— Problem requirements —
Among the lines below, restate word for word only those from the line with "Some(Value::Array(positional)) => Self::Call" through the line with "map.insert(params_key, other);", with both end lines kept.
(Extracted material Opens)
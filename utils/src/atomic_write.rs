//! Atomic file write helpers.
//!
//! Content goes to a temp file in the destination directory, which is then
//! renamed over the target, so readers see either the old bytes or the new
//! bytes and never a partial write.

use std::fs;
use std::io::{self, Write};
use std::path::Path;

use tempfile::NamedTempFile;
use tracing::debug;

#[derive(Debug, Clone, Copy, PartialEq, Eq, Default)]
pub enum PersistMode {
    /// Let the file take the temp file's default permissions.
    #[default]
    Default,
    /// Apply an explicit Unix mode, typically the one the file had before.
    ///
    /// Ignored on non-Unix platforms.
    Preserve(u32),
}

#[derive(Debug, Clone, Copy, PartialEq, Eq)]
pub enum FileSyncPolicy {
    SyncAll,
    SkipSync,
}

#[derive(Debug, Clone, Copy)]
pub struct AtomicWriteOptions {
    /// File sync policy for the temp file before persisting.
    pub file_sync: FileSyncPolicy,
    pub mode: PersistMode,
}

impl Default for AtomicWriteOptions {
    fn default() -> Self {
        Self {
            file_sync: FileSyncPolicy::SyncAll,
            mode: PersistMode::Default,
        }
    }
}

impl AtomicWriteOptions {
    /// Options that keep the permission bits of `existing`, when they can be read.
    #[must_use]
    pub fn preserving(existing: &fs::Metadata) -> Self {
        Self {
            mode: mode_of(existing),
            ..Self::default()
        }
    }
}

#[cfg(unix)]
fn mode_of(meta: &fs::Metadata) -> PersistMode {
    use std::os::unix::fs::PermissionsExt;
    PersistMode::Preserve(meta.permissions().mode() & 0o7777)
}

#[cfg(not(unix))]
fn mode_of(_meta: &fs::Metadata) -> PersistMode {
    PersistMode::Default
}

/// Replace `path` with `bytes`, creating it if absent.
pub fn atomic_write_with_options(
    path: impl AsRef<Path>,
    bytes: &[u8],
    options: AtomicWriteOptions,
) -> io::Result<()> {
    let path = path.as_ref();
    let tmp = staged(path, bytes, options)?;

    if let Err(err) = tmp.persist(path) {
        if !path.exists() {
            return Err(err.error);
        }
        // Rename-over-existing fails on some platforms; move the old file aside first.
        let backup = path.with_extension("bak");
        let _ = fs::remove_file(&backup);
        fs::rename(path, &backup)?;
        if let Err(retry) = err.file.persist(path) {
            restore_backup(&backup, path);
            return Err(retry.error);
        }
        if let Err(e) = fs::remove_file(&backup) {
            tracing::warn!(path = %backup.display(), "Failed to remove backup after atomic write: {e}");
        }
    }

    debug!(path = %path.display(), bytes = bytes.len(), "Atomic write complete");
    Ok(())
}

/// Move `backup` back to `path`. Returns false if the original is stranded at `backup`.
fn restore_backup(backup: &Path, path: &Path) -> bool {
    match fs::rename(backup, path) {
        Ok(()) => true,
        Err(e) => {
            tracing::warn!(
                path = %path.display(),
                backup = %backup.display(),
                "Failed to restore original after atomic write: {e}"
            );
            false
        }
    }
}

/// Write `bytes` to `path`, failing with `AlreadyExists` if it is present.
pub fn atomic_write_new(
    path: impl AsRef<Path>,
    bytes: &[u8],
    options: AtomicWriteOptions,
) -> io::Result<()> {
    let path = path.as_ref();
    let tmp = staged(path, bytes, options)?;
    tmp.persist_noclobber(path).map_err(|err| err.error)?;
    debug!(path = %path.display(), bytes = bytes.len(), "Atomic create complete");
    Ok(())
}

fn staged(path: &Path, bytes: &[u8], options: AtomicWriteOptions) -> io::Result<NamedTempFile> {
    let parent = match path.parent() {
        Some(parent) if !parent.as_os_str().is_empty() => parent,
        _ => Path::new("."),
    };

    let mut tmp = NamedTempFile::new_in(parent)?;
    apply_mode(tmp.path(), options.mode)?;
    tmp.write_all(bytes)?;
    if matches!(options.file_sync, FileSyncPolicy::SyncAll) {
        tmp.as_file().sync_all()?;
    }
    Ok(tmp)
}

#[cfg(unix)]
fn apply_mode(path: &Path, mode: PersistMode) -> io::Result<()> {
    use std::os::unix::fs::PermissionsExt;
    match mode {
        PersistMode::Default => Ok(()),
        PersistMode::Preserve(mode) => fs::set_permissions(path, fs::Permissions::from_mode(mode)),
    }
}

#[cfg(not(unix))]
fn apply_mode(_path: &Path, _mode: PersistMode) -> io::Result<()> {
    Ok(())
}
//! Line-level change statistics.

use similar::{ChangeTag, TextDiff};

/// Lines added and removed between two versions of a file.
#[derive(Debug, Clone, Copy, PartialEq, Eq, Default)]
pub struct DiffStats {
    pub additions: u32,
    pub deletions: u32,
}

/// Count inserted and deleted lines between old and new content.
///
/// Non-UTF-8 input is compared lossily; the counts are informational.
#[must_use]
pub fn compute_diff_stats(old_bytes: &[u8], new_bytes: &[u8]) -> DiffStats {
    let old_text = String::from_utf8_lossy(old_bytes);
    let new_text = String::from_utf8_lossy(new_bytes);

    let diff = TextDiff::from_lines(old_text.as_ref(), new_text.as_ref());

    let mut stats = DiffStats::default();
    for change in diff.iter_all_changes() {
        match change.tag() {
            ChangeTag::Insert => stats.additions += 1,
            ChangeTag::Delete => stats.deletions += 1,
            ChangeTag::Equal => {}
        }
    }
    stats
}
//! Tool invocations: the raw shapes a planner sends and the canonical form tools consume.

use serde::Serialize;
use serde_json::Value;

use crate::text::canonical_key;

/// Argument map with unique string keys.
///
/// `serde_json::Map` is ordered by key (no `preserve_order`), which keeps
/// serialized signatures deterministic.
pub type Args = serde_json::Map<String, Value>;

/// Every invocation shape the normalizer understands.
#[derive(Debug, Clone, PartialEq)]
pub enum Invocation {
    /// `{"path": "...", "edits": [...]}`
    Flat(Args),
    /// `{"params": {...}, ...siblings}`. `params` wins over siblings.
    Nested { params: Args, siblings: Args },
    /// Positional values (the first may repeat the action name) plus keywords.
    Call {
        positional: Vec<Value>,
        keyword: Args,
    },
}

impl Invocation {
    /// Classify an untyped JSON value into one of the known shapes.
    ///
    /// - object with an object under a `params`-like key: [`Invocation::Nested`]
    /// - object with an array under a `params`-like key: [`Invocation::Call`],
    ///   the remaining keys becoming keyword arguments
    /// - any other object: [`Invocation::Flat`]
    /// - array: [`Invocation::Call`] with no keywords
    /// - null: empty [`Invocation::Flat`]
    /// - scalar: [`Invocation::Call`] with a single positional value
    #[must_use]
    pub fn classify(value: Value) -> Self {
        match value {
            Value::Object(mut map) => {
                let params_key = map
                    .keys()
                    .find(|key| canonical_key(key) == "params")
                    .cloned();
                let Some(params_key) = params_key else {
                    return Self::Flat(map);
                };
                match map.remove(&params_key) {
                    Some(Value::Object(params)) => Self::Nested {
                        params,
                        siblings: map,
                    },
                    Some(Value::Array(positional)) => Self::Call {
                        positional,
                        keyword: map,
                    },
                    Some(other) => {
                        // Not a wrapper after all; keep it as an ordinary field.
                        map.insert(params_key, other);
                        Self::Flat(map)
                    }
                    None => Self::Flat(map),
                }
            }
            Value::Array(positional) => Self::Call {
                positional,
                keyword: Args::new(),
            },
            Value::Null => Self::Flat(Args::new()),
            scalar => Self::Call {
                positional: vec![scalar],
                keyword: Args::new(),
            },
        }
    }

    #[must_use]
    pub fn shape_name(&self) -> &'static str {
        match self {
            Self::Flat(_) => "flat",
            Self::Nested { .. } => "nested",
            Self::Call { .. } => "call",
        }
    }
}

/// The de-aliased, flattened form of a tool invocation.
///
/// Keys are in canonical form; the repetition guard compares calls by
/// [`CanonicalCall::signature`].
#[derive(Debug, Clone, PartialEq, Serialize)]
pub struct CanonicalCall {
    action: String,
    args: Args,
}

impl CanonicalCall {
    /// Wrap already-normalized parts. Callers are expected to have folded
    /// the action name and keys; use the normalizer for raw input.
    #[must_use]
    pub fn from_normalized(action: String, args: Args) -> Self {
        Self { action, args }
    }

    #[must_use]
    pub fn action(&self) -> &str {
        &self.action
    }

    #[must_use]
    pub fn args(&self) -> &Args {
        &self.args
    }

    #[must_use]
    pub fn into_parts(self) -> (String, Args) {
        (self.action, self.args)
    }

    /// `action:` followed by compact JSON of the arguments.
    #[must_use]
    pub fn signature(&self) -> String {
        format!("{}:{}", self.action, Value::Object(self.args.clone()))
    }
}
(Extracted material Closes)
— Exercise solution —
                    Some(Value::Array(positional)) => Self::Call {
                        positional,
                        keyword: map,
                    },
                    Some(other) => {
                        // Not a wrapper after all; keep it as an ordinary field.
                        map.insert(params_key, other);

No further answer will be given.